Geçen hafta ilginç bir olay oldu; Başbakan Cumartesi Annelerini kabul etti. Güzel bir olay. Sayın Başbakan’ı yürekten kutluyorum. Ama daha önce Cumartesi Anneleri için, ‘Ne iş yaptıklarını bilmiyorum. Birileri tarafından kullanılıyorlar’ demişti. Eğer hak aramak birileri tarafından kullanılmaksa bu AKP’ye özgü bir modeldir.
Başbakan’ın samimiyetini test edeceğiz; bir ‘Cumartesi Annemiz’ Başbakan’a ‘Faili meçhuller için bir komisyon kurun’ demiş. Başbakan da ‘O iş sadece bizim değil, diğer partilerin de işi’ karşılığını vermiş. Sen eğer faili meçhullerin ortaya çıkmasını istiyorsan önergelerimize ‘Evet’ de. Eğer ‘Biz senin önergeni kabul etmeyiz’ diyorsan, sen ver önergeyi biz kabul edeceğiz. 12 Eylül mağdurlarını nasıl sömürdüyse Cumartesi Anneleri’nin dramını da öyle sömürmek istiyor.
Aynaya bak
Başbakan, pankart açanlarla değil tüm Kıbrıs halkı için “Besleme” tabirini kullanıyor.

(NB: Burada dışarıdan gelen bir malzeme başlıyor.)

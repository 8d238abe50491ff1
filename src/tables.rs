//! Opcode and immediate tables (spec.md §4.2): bidirectional mappings
//! between binary bytes and their mnemonic/name form.
//!
//! Grounded on `wrt-format/src/binary.rs`'s opcode/section/type byte
//! constants for the general shape, and
//! `examples/original_source/toolkit/wasm2json.go` /
//! `examples/original_source/toolkit/types.go` for the exact old-MVP
//! mnemonic set (`get_local`, `current_memory`, `grow_memory`, ...) that
//! spec.md's branch-op list depends on. A `match` replaces the teacher's
//! flat maps, per spec.md §9's note on reflection/name-based dispatch.

use crate::codes;
use crate::error::{Error, Result};

/// A WebAssembly MVP language type byte, as used for value types, table
/// element types, the `func` type-form marker, and the `block_type`
/// immediate's "no result" marker.
#[derive(Debug, Clone, Copy, PartialEq, Eq, Hash)]
pub enum LangType {
    I32,
    I64,
    F32,
    F64,
    AnyFunc,
    Func,
    /// The `0x40` byte: an empty block type (no params, no result).
    BlockTypeVoid,
}

impl LangType {
    /// Decode a language-type byte.
    pub fn from_byte(byte: u8) -> Result<Self> {
        Ok(match byte {
            0x7f => Self::I32,
            0x7e => Self::I64,
            0x7d => Self::F32,
            0x7c => Self::F64,
            0x70 => Self::AnyFunc,
            0x60 => Self::Func,
            0x40 => Self::BlockTypeVoid,
            other => {
                return Err(Error::decode(
                    codes::UNKNOWN_OPCODE,
                    format!("unknown language type byte 0x{other:02x}"),
                ))
            }
        })
    }

    /// Encode as a language-type byte.
    pub fn to_byte(self) -> u8 {
        match self {
            Self::I32 => 0x7f,
            Self::I64 => 0x7e,
            Self::F32 => 0x7d,
            Self::F64 => 0x7c,
            Self::AnyFunc => 0x70,
            Self::Func => 0x60,
            Self::BlockTypeVoid => 0x40,
        }
    }

    /// The mnemonic name used in typed-opcode prefixes and JSON/text forms.
    pub fn name(self) -> &'static str {
        match self {
            Self::I32 => "i32",
            Self::I64 => "i64",
            Self::F32 => "f32",
            Self::F64 => "f64",
            Self::AnyFunc => "anyFunc",
            Self::Func => "func",
            Self::BlockTypeVoid => "block_type",
        }
    }

    /// Parse a mnemonic name back into a language type.
    pub fn from_name(name: &str) -> Result<Self> {
        Ok(match name {
            "i32" => Self::I32,
            "i64" => Self::I64,
            "f32" => Self::F32,
            "f64" => Self::F64,
            "anyFunc" => Self::AnyFunc,
            "func" => Self::Func,
            "block_type" => Self::BlockTypeVoid,
            other => {
                return Err(Error::decode(
                    codes::UNKNOWN_OPCODE,
                    format!("unknown language type name {other:?}"),
                ))
            }
        })
    }
}

/// `external_kind`: the kind of definition an import or export refers to.
#[derive(Debug, Clone, Copy, PartialEq, Eq, Hash)]
pub enum ExternalKind {
    Function,
    Table,
    Memory,
    Global,
}

impl ExternalKind {
    /// Decode an external-kind byte.
    pub fn from_byte(byte: u8) -> Result<Self> {
        Ok(match byte {
            0x00 => Self::Function,
            0x01 => Self::Table,
            0x02 => Self::Memory,
            0x03 => Self::Global,
            other => {
                return Err(Error::decode(
                    codes::UNKNOWN_OPCODE,
                    format!("unknown external_kind byte 0x{other:02x}"),
                ))
            }
        })
    }

    /// Encode as an external-kind byte.
    pub fn to_byte(self) -> u8 {
        match self {
            Self::Function => 0x00,
            Self::Table => 0x01,
            Self::Memory => 0x02,
            Self::Global => 0x03,
        }
    }

    /// The name used in the data model (`"function"`, `"table"`, ...).
    pub fn name(self) -> &'static str {
        match self {
            Self::Function => "function",
            Self::Table => "table",
            Self::Memory => "memory",
            Self::Global => "global",
        }
    }
}

/// One of the 11 standard Wasm section ids, plus `Custom`.
#[derive(Debug, Clone, Copy, PartialEq, Eq, PartialOrd, Ord, Hash)]
pub enum SectionId {
    Custom,
    Type,
    Import,
    Function,
    Table,
    Memory,
    Global,
    Export,
    Start,
    Element,
    Code,
    Data,
}

impl SectionId {
    /// Decode a section id byte.
    pub fn from_byte(byte: u8) -> Result<Self> {
        Ok(match byte {
            0 => Self::Custom,
            1 => Self::Type,
            2 => Self::Import,
            3 => Self::Function,
            4 => Self::Table,
            5 => Self::Memory,
            6 => Self::Global,
            7 => Self::Export,
            8 => Self::Start,
            9 => Self::Element,
            10 => Self::Code,
            11 => Self::Data,
            other => {
                return Err(Error::decode(
                    codes::UNKNOWN_SECTION_ID,
                    format!("unknown section id {other}"),
                ))
            }
        })
    }

    /// Encode as a section id byte.
    pub fn to_byte(self) -> u8 {
        match self {
            Self::Custom => 0,
            Self::Type => 1,
            Self::Import => 2,
            Self::Function => 3,
            Self::Table => 4,
            Self::Memory => 5,
            Self::Global => 6,
            Self::Export => 7,
            Self::Start => 8,
            Self::Element => 9,
            Self::Code => 10,
            Self::Data => 11,
        }
    }
}

/// The shape of an op's immediate operand, keyed by mnemonic (spec.md
/// §4.2). `const` ops are looked up by their `return_type` instead of
/// their name — callers pass the effective key, not the raw name.
#[derive(Debug, Clone, Copy, PartialEq, Eq)]
pub enum ImmediateKind {
    BlockType,
    Varuint1,
    Varuint32,
    Varint32,
    Varint64,
    Uint32,
    Uint64,
    BrTable,
    CallIndirect,
    MemoryImmediate,
}

/// Look up the immediate kind for an op, given its effective key: its
/// `name`, except when `name == "const"`, in which case the caller passes
/// the op's `return_type` name instead (spec.md §4.2).
pub fn immediate_kind(key: &str) -> Option<ImmediateKind> {
    use ImmediateKind::*;
    Some(match key {
        "block" | "loop" | "if" => BlockType,
        "br" | "br_if" => Varuint32,
        "br_table" => BrTable,
        "call" => Varuint32,
        "call_indirect" => CallIndirect,
        "get_local" | "set_local" | "tee_local" => Varuint32,
        "get_global" | "set_global" => Varuint32,
        "load" | "load8_s" | "load8_u" | "load16_s" | "load16_u" | "load32_s" | "load32_u"
        | "store" | "store8" | "store16" | "store32" => MemoryImmediate,
        "current_memory" | "grow_memory" => Varuint1,
        "i32" => Varint32,
        "i64" => Varint64,
        "f32" => Uint32,
        "f64" => Uint64,
        _ => return None,
    })
}

/// Decode an opcode byte into `(return_type, name)`. Typed opcodes (e.g.
/// `i32.add`) return `Some(type) `for the prefix; untyped opcodes (e.g.
/// `call`) return `None`.
pub fn opcode_from_byte(byte: u8) -> Result<(Option<&'static str>, &'static str)> {
    let mnemonic = mnemonic_for_byte(byte).ok_or_else(|| {
        Error::decode(codes::UNKNOWN_OPCODE, format!("unknown opcode byte 0x{byte:02x}"))
    })?;
    Ok(split_mnemonic(mnemonic))
}

/// Split a (possibly typed) mnemonic `"i32.add"` into `(Some("i32"),
/// "add")`, or `"drop"` into `(None, "drop")`.
pub fn split_mnemonic(mnemonic: &'static str) -> (Option<&'static str>, &'static str) {
    match mnemonic.split_once('.') {
        Some((ty, name)) => (Some(ty), name),
        None => (None, mnemonic),
    }
}

/// Look up the opcode byte for a `(return_type, name)` pair.
pub fn opcode_to_byte(return_type: Option<&str>, name: &str) -> Result<u8> {
    let mnemonic = match return_type {
        Some(ty) => format!("{ty}.{name}"),
        None => name.to_string(),
    };
    byte_for_mnemonic(&mnemonic).ok_or_else(|| {
        Error::encode(codes::UNKNOWN_OPCODE, format!("unknown mnemonic {mnemonic:?}"))
    })
}

fn mnemonic_for_byte(byte: u8) -> Option<&'static str> {
    Some(match byte {
        0x00 => "unreachable",
        0x01 => "nop",
        0x02 => "block",
        0x03 => "loop",
        0x04 => "if",
        0x05 => "else",
        0x0b => "end",
        0x0c => "br",
        0x0d => "br_if",
        0x0e => "br_table",
        0x0f => "return",
        0x10 => "call",
        0x11 => "call_indirect",
        0x1a => "drop",
        0x1b => "select",
        0x20 => "get_local",
        0x21 => "set_local",
        0x22 => "tee_local",
        0x23 => "get_global",
        0x24 => "set_global",
        0x28 => "i32.load",
        0x29 => "i64.load",
        0x2a => "f32.load",
        0x2b => "f64.load",
        0x2c => "i32.load8_s",
        0x2d => "i32.load8_u",
        0x2e => "i32.load16_s",
        0x2f => "i32.load16_u",
        0x30 => "i64.load8_s",
        0x31 => "i64.load8_u",
        0x32 => "i64.load16_s",
        0x33 => "i64.load16_u",
        0x34 => "i64.load32_s",
        0x35 => "i64.load32_u",
        0x36 => "i32.store",
        0x37 => "i64.store",
        0x38 => "f32.store",
        0x39 => "f64.store",
        0x3a => "i32.store8",
        0x3b => "i32.store16",
        0x3c => "i64.store8",
        0x3d => "i64.store16",
        0x3e => "i64.store32",
        0x3f => "current_memory",
        0x40 => "grow_memory",
        0x41 => "i32.const",
        0x42 => "i64.const",
        0x43 => "f32.const",
        0x44 => "f64.const",
        0x45 => "i32.eqz",
        0x46 => "i32.eq",
        0x47 => "i32.ne",
        0x48 => "i32.lt_s",
        0x49 => "i32.lt_u",
        0x4a => "i32.gt_s",
        0x4b => "i32.gt_u",
        0x4c => "i32.le_s",
        0x4d => "i32.le_u",
        0x4e => "i32.ge_s",
        0x4f => "i32.ge_u",
        0x50 => "i64.eqz",
        0x51 => "i64.eq",
        0x52 => "i64.ne",
        0x53 => "i64.lt_s",
        0x54 => "i64.lt_u",
        0x55 => "i64.gt_s",
        0x56 => "i64.gt_u",
        0x57 => "i64.le_s",
        0x58 => "i64.le_u",
        0x59 => "i64.ge_s",
        0x5a => "i64.ge_u",
        0x5b => "f32.eq",
        0x5c => "f32.ne",
        0x5d => "f32.lt",
        0x5e => "f32.gt",
        0x5f => "f32.le",
        0x60 => "f32.ge",
        0x61 => "f64.eq",
        0x62 => "f64.ne",
        0x63 => "f64.lt",
        0x64 => "f64.gt",
        0x65 => "f64.le",
        0x66 => "f64.ge",
        0x67 => "i32.clz",
        0x68 => "i32.ctz",
        0x69 => "i32.popcnt",
        0x6a => "i32.add",
        0x6b => "i32.sub",
        0x6c => "i32.mul",
        0x6d => "i32.div_s",
        0x6e => "i32.div_u",
        0x6f => "i32.rem_s",
        0x70 => "i32.rem_u",
        0x71 => "i32.and",
        0x72 => "i32.or",
        0x73 => "i32.xor",
        0x74 => "i32.shl",
        0x75 => "i32.shr_s",
        0x76 => "i32.shr_u",
        0x77 => "i32.rotl",
        0x78 => "i32.rotr",
        0x79 => "i64.clz",
        0x7a => "i64.ctz",
        0x7b => "i64.popcnt",
        0x7c => "i64.add",
        0x7d => "i64.sub",
        0x7e => "i64.mul",
        0x7f => "i64.div_s",
        0x80 => "i64.div_u",
        0x81 => "i64.rem_s",
        0x82 => "i64.rem_u",
        0x83 => "i64.and",
        0x84 => "i64.or",
        0x85 => "i64.xor",
        0x86 => "i64.shl",
        0x87 => "i64.shr_s",
        0x88 => "i64.shr_u",
        0x89 => "i64.rotl",
        0x8a => "i64.rotr",
        0x8b => "f32.abs",
        0x8c => "f32.neg",
        0x8d => "f32.ceil",
        0x8e => "f32.floor",
        0x8f => "f32.trunc",
        0x90 => "f32.nearest",
        0x91 => "f32.sqrt",
        0x92 => "f32.add",
        0x93 => "f32.sub",
        0x94 => "f32.mul",
        0x95 => "f32.div",
        0x96 => "f32.min",
        0x97 => "f32.max",
        0x98 => "f32.copysign",
        0x99 => "f64.abs",
        0x9a => "f64.neg",
        0x9b => "f64.ceil",
        0x9c => "f64.floor",
        0x9d => "f64.trunc",
        0x9e => "f64.nearest",
        0x9f => "f64.sqrt",
        0xa0 => "f64.add",
        0xa1 => "f64.sub",
        0xa2 => "f64.mul",
        0xa3 => "f64.div",
        0xa4 => "f64.min",
        0xa5 => "f64.max",
        0xa6 => "f64.copysign",
        0xa7 => "i32.wrap/i64",
        0xa8 => "i32.trunc_s/f32",
        0xa9 => "i32.trunc_u/f32",
        0xaa => "i32.trunc_s/f64",
        0xab => "i32.trunc_u/f64",
        0xac => "i64.extend_s/i32",
        0xad => "i64.extend_u/i32",
        0xae => "i64.trunc_s/f32",
        0xaf => "i64.trunc_u/f32",
        0xb0 => "i64.trunc_s/f64",
        0xb1 => "i64.trunc_u/f64",
        0xb2 => "f32.convert_s/i32",
        0xb3 => "f32.convert_u/i32",
        0xb4 => "f32.convert_s/i64",
        0xb5 => "f32.convert_u/i64",
        0xb6 => "f32.demote/f64",
        0xb7 => "f64.convert_s/i32",
        0xb8 => "f64.convert_u/i32",
        0xb9 => "f64.convert_s/i64",
        0xba => "f64.convert_u/i64",
        0xbb => "f64.promote/f32",
        0xbc => "i32.reinterpret/f32",
        0xbd => "i64.reinterpret/f64",
        0xbe => "f32.reinterpret/i32",
        0xbf => "f64.reinterpret/i64",
        _ => return None,
    })
}

fn byte_for_mnemonic(mnemonic: &str) -> Option<u8> {
    // Linear scan over the same table `mnemonic_for_byte` uses, keeping a
    // single source of truth for the opcode set instead of a second
    // hand-maintained reverse table.
    (0u8..=0xbf).find(|&b| mnemonic_for_byte(b) == Some(mnemonic))
}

Bunun altından nasıl kalkar bilmiyorum? Tarihte ilk kez bir başbakan kendi soydaşlarımıza “Besleme” demiştir. Biliyorsunuz Başbakan iki tarafındaki camdan konuşur. Sayın Başbakan irticalen konuşmak senin ne haddine. Her konuştuğunda çam deviriyorsun. Sen onlara ‘Besleme’ dedin. Çıkıp birisi sormaz mı, sen neden aynaya bakmıyorsun, diye? Dubai‘de 1 milyar dolar almak için imza atmadı mı senin bakanın? Sana beslenme denmez de ne denir? Herkesi besleme olarak görüyorsun.
Edebiyat yapma, ne işkencesi
TSK, demokrasiye bağlı bir kurum. Darbelik bir şey mi var, yok öyle bir şey. Türkiye ne çektiyse darbelerden çekti. ‘Darbelerde biz mağdur olduk, hapse girdik’ edebiyatını yapma bari. Ne işkencesi. Bir başbakan en azından o acılı annelere doğruyu söyler. Arkadaşının kitabında yazdığı halde nasıl doğruyu söylemez? Kimsenin Başbakana işkence yaptığı yok. Saray Cezaevi’nde nasıl kaldığı biliniyor. Emrine adam bile verildi. Bu adam hapiste mi yattı? Bir de çıkıp ‘mağdur oldum’ diyor. Hadi canım ne mağduriyeti.
Faili meçhul cinayetleri araştırmayan Başbakan olur mu? Hrant Dink olayını yüzüne gözüne bulaştırdılar. Şimdi, Cumhurbaşkanı Gül’ün girişimi var. O söylüyorsa yapmazlar. İktidarla arasının çok iyi olduğunu sanmıyorum.’